* **What is required**: From the listing below, select every line where the word "impl" appears.

** Opening Extracted records block **

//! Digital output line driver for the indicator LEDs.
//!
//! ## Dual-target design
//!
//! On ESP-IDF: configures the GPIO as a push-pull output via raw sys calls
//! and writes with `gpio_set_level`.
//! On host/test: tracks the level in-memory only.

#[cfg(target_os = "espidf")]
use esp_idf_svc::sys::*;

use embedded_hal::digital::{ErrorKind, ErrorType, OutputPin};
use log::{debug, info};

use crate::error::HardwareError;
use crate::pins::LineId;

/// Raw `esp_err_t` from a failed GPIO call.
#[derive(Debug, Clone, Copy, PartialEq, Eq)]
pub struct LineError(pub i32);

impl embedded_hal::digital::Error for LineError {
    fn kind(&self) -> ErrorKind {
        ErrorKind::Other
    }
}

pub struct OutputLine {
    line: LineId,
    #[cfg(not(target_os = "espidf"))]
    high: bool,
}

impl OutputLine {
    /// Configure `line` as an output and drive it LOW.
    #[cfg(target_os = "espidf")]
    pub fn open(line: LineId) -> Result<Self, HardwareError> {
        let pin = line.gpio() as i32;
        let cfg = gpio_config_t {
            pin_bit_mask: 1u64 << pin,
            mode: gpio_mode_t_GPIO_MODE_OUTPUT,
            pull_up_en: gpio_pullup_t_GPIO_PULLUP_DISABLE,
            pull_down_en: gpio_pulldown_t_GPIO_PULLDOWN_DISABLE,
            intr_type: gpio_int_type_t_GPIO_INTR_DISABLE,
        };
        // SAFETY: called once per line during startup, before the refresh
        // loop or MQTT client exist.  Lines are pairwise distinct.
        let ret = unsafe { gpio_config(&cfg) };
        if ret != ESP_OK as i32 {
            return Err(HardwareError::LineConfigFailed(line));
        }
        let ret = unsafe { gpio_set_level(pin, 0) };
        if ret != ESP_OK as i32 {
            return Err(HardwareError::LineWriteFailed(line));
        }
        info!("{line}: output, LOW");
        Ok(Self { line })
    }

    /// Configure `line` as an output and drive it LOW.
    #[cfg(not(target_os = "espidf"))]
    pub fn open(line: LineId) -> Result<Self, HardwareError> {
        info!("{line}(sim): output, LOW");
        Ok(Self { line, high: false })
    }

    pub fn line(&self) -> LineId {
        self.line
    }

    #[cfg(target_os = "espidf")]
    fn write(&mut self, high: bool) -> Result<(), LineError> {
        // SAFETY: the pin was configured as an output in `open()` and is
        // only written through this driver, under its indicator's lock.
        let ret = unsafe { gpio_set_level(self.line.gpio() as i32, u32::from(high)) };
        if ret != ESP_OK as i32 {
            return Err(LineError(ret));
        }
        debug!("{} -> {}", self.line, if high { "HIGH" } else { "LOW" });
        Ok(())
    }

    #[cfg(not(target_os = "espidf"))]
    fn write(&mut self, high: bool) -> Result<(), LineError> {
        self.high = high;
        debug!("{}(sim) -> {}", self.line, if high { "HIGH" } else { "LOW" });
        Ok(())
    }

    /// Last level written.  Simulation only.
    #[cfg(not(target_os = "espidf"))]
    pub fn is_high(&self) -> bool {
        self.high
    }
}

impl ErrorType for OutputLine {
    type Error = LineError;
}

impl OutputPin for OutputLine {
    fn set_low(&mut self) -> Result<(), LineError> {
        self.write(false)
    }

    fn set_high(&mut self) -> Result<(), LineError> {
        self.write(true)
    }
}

** Closing Extracted records block **

* **Solution to this problem**:
impl embedded_hal::digital::Error for LineError {
impl OutputLine {
impl ErrorType for OutputLine {
impl OutputPin for OutputLine {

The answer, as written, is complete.